Stock photos of glowing robots tell us nothing about AI. Old science textbooks might.
May, 2024
Some thoughts on why I find AI-generated pictures depicting AI horrible.
Open any article about artificial intelligence and you'll likely encounter the same image: a glowing humanoid figure, perhaps with visible circuitry, often reaching out a hand toward the viewer. If it's a particularly uninspired piece, there might be hexagons. Maybe binary code cascading in green, à la The Matrix.

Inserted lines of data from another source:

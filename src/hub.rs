//! Room membership, join choreography and signaling relay.
//!
//! [`Hub`] is plain synchronous state. It is owned by exactly one task (see
//! [`crate::actor`]), which is what serializes registry mutations.

use std::collections::HashMap;
use std::fmt;

use serde_json::Value;
use tokio::sync::mpsc;

use crate::room::{ConnId, Participant, Registry, RegistryError};
use crate::signal::{MemberNotice, ServerMessage};

/// Outbound queue of one connection, drained by its websocket writer task.
pub type Outbox = mpsc::UnboundedSender<ServerMessage>;

#[derive(Debug, Clone, Copy, PartialEq, Eq)]
pub enum JoinError {
    /// Empty connection id, display name or room id.
    InvalidJoinRequest,
    /// The connection already joined a room.
    DuplicateConnection,
    /// The hub task has stopped; nothing was registered.
    HubUnavailable,
}

impl fmt::Display for JoinError {
    fn fmt(&self, f: &mut fmt::Formatter<'_>) -> fmt::Result {
        match self {
            JoinError::InvalidJoinRequest => write!(f, "display name and room id are required"),
            JoinError::DuplicateConnection => write!(f, "connection already joined a room"),
            JoinError::HubUnavailable => write!(f, "signaling hub is not running"),
        }
    }
}

impl std::error::Error for JoinError {}

impl From<RegistryError> for JoinError {
    fn from(err: RegistryError) -> Self {
        match err {
            RegistryError::DuplicateConnection => JoinError::DuplicateConnection,
        }
    }
}

#[derive(Debug, Default)]
pub struct Hub {
    registry: Registry,
    outboxes: HashMap<ConnId, Outbox>,
}

impl Hub {
    pub fn new() -> Self {
        Self::default()
    }

    pub fn registry(&self) -> &Registry {
        &self.registry
    }

    /// Make a freshly accepted connection reachable. It is not a room member yet.
    pub fn attach(&mut self, conn_id: &str, outbox: Outbox) {
        self.outboxes.insert(conn_id.to_string(), outbox);
        tracing::debug!(conn_id = %conn_id, connections = self.outboxes.len(), "connection attached");
    }

    /// Put `conn_id` into `room_id` and introduce it to the current members.
    ///
    /// The joiner hears about every member first, then the members hear about
    /// the joiner. Both loops walk the snapshot taken before the insert, so the
    /// joiner never gets a notice about itself and the later joiner of every
    /// pair is the one expected to send the offer.
    ///
    /// Returns how many members were already in the room.
    pub fn join(
        &mut self,
        conn_id: &str,
        display_name: &str,
        room_id: &str,
    ) -> Result<usize, JoinError> {
        if [conn_id, display_name, room_id]
            .iter()
            .any(|field| field.trim().is_empty())
        {
            return Err(JoinError::InvalidJoinRequest);
        }
        if self.registry.contains(conn_id) {
            return Err(JoinError::DuplicateConnection);
        }

        let others = self.registry.members_of(room_id);

        for member in &others {
            self.send(
                conn_id,
                ServerMessage::ExistingMember(MemberNotice {
                    other_user_id: member.display_name.clone(),
                    conn_id: member.conn_id.clone(),
                }),
            );
        }

        self.registry.register(conn_id, display_name, room_id)?;

        for member in &others {
            self.send(
                &member.conn_id,
                ServerMessage::NewMember(MemberNotice {
                    other_user_id: display_name.to_string(),
                    conn_id: conn_id.to_string(),
                }),
            );
        }

        tracing::info!(
            conn_id = %conn_id,
            display_name = %display_name,
            room_id = %room_id,
            existing = others.len(),
            "participant joined"
        );

        Ok(others.len())
    }

    /// Forward `message` to `to` if it is a room member. Best effort: a missing
    /// recipient is dropped without telling the sender.
    pub fn relay(&self, from: &str, to: &str, message: Value) -> bool {
        if !self.registry.contains(to) {
            tracing::debug!(from = %from, to = %to, "relay target not registered, dropping");
            return false;
        }

        self.send(
            to,
            ServerMessage::Signal {
                message,
                from_conn_id: from.to_string(),
            },
        );
        true
    }

    /// Forget everything about `conn_id`. Other members are not notified.
    pub fn disconnect(&mut self, conn_id: &str) -> Option<Participant> {
        self.outboxes.remove(conn_id);
        let removed = self.registry.remove(conn_id);

        match &removed {
            Some(participant) => tracing::info!(
                conn_id = %conn_id,
                room_id = %participant.room_id,
                "participant left"
            ),
            None => tracing::debug!(conn_id = %conn_id, "connection closed before joining"),
        }

        removed
    }

    // Fire and forget: a closed outbox means the writer is already gone.
    fn send(&self, conn_id: &str, msg: ServerMessage) {
        if let Some(outbox) = self.outboxes.get(conn_id) {
            let _ = outbox.send(msg);
        }
    }
}
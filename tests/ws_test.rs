//! End-to-end signaling over real websockets.

use std::net::SocketAddr;
use std::time::Duration;

use futures_util::{SinkExt, StreamExt};
use serde_json::{json, Value};
use tokio::net::{TcpListener, TcpStream};
use tokio_tungstenite::tungstenite::Message;
use tokio_tungstenite::{connect_async, MaybeTlsStream, WebSocketStream};

use meshcall::accounts::InMemoryAccountStore;
use meshcall::app_state::AppState;
use meshcall::routes;
use meshcall::signal::{MemberNotice, ServerMessage};

type Client = WebSocketStream<MaybeTlsStream<TcpStream>>;

async fn start_server() -> (SocketAddr, AppState) {
    let state = AppState::new(InMemoryAccountStore::new());
    let app = routes::build_router(
        state.clone(),
        concat!(env!("CARGO_MANIFEST_DIR"), "/public"),
    );
    let listener = TcpListener::bind("127.0.0.1:0").await.unwrap();
    let addr = listener.local_addr().unwrap();

    tokio::spawn(async move {
        axum::serve(listener, app.into_make_service()).await.unwrap();
    });

    (addr, state)
}

async fn next_frame(ws: &mut Client) -> ServerMessage {
    loop {
        let msg = tokio::time::timeout(Duration::from_secs(2), ws.next())
            .await
            .expect("timed out waiting for a frame")
            .expect("socket closed")
            .expect("socket error");
        if let Message::Text(text) = msg {
            return serde_json::from_str(&text).unwrap();
        }
    }
}

async fn assert_silent(ws: &mut Client) {
    let next = tokio::time::timeout(Duration::from_millis(200), ws.next()).await;
    assert!(next.is_err(), "unexpected frame: {next:?}");
}

/// Connect and read the `connected` frame.
async fn connect(addr: SocketAddr) -> (Client, String) {
    let (mut ws, _) = connect_async(format!("ws://{addr}/ws")).await.unwrap();
    match next_frame(&mut ws).await {
        ServerMessage::Connected { conn_id } => (ws, conn_id),
        other => panic!("expected connected frame, got {other:?}"),
    }
}

async fn emit(ws: &mut Client, frame: Value) {
    ws.send(Message::Text(frame.to_string())).await.unwrap();
}

async fn join(ws: &mut Client, name: &str, room: &str) {
    emit(
        ws,
        json!({"event": "userconnect", "data": {"displayName": name, "roomID": room}}),
    )
    .await;
}

async fn wait_for_members(state: &AppState, room: &str, count: usize) {
    for _ in 0..200 {
        if state.hub.members_of(room).await.len() == count {
            return;
        }
        tokio::time::sleep(Duration::from_millis(10)).await;
    }
    panic!("room {room} never reached {count} members");
}

fn notice(name: &str, conn_id: &str) -> MemberNotice {
    MemberNotice {
        other_user_id: name.to_string(),
        conn_id: conn_id.to_string(),
    }
}

#[tokio::test]
async fn join_relay_and_disconnect_over_websockets() {
    let (addr, state) = start_server().await;

    let (mut alice, alice_id) = connect(addr).await;
    join(&mut alice, "Alice", "R1").await;
    wait_for_members(&state, "R1", 1).await;
    assert_silent(&mut alice).await;

    let (mut bob, bob_id) = connect(addr).await;
    join(&mut bob, "Bob", "R1").await;
    assert_eq!(
        next_frame(&mut bob).await,
        ServerMessage::ExistingMember(notice("Alice", &alice_id))
    );
    assert_eq!(
        next_frame(&mut alice).await,
        ServerMessage::NewMember(notice("Bob", &bob_id))
    );

    let (mut carol, _) = connect(addr).await;
    join(&mut carol, "Carol", "R2").await;
    wait_for_members(&state, "R2", 1).await;
    assert_silent(&mut alice).await;
    assert_silent(&mut bob).await;
    assert_silent(&mut carol).await;

    let offer = json!("{\"offer\":{\"type\":\"offer\",\"sdp\":\"v=0\"}}");
    emit(
        &mut alice,
        json!({"event": "SDP_Process", "data": {"message": offer, "to_connId": bob_id}}),
    )
    .await;
    assert_eq!(
        next_frame(&mut bob).await,
        ServerMessage::Signal {
            message: offer,
            from_conn_id: alice_id.clone(),
        }
    );

    bob.close(None).await.unwrap();
    wait_for_members(&state, "R1", 1).await;

    emit(
        &mut alice,
        json!({"event": "SDP_Process", "data": {"message": "late", "to_connId": bob_id}}),
    )
    .await;
    assert_silent(&mut alice).await;

    let (mut dave, dave_id) = connect(addr).await;
    join(&mut dave, "Dave", "R1").await;
    assert_eq!(
        next_frame(&mut dave).await,
        ServerMessage::ExistingMember(notice("Alice", &alice_id))
    );
    assert_silent(&mut dave).await;
    assert_eq!(
        next_frame(&mut alice).await,
        ServerMessage::NewMember(notice("Dave", &dave_id))
    );
}

#[tokio::test]
async fn bad_frames_are_ignored_and_the_socket_stays_usable() {
    let (addr, state) = start_server().await;

    let (mut alice, alice_id) = connect(addr).await;
    join(&mut alice, "Alice", "R1").await;
    wait_for_members(&state, "R1", 1).await;

    let (mut eve, eve_id) = connect(addr).await;
    eve.send(Message::Text("not json".into())).await.unwrap();
    emit(&mut eve, json!({"event": "rename", "data": {"name": "x"}})).await;
    join(&mut eve, "", "R1").await;
    emit(&mut eve, json!({"event": "userconnect", "data": {"roomID": "R1"}})).await;

    assert_silent(&mut alice).await;
    assert_silent(&mut eve).await;
    assert_eq!(state.hub.members_of("R1").await.len(), 1);

    join(&mut eve, "Eve", "R1").await;
    assert_eq!(
        next_frame(&mut eve).await,
        ServerMessage::ExistingMember(notice("Alice", &alice_id))
    );
    assert!(matches!(
        next_frame(&mut alice).await,
        ServerMessage::NewMember(MemberNotice { conn_id, .. }) if conn_id == eve_id
    ));

    // A second join on the same socket changes nothing.
    join(&mut eve, "Eve", "R2").await;
    assert_silent(&mut eve).await;
    assert_silent(&mut alice).await;
    assert_eq!(state.hub.members_of("R1").await.len(), 2);
    assert!(state.hub.members_of("R2").await.is_empty());
}
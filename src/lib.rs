//! Room-based signaling server for browser peer-to-peer calls.
//!
//! Browsers join a named room over a websocket, learn about the other members,
//! and exchange opaque session descriptions and candidates through the server.
//! Media never passes through here.

pub mod accounts;
pub mod actor;
pub mod app_state;
pub mod config;
pub mod hub;
pub mod room;
pub mod routes;
pub mod signal;
pub mod ws;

There's something peculiar happening here. We have developed a visual vocabulary for AI before we've developed the thing itself. Or rather, we've borrowed the wrong vocabulary altogether. As Neil Richards and William Smart observed in their influential 2013 paper, we fall prey to what they call the "Android Fallacy": the assumption that robots (and by extension AI) are "just like people" and that humanoid form carries meaningful significance (Richards & Smart, 2016). But AI is not a body. It has no form. A large language model looks like nothing at all.
This creates a representational problem. How do you illustrate the invisible?
The answer we've settled on is to reach for science fiction. The robots of Metropolis, Blade Runner, Ex Machina and I, Robot have colonised our visual imagination so thoroughly that stock image libraries can offer little else. Researchers at the Oxford Internet Institute have documented how these images remain static even as the technology transforms beneath them. The same blue-glowing androids illustrating articles in 2025 appeared in 1995 (Mustaklem, 2024). The technology has changed. Our pictures of it have not.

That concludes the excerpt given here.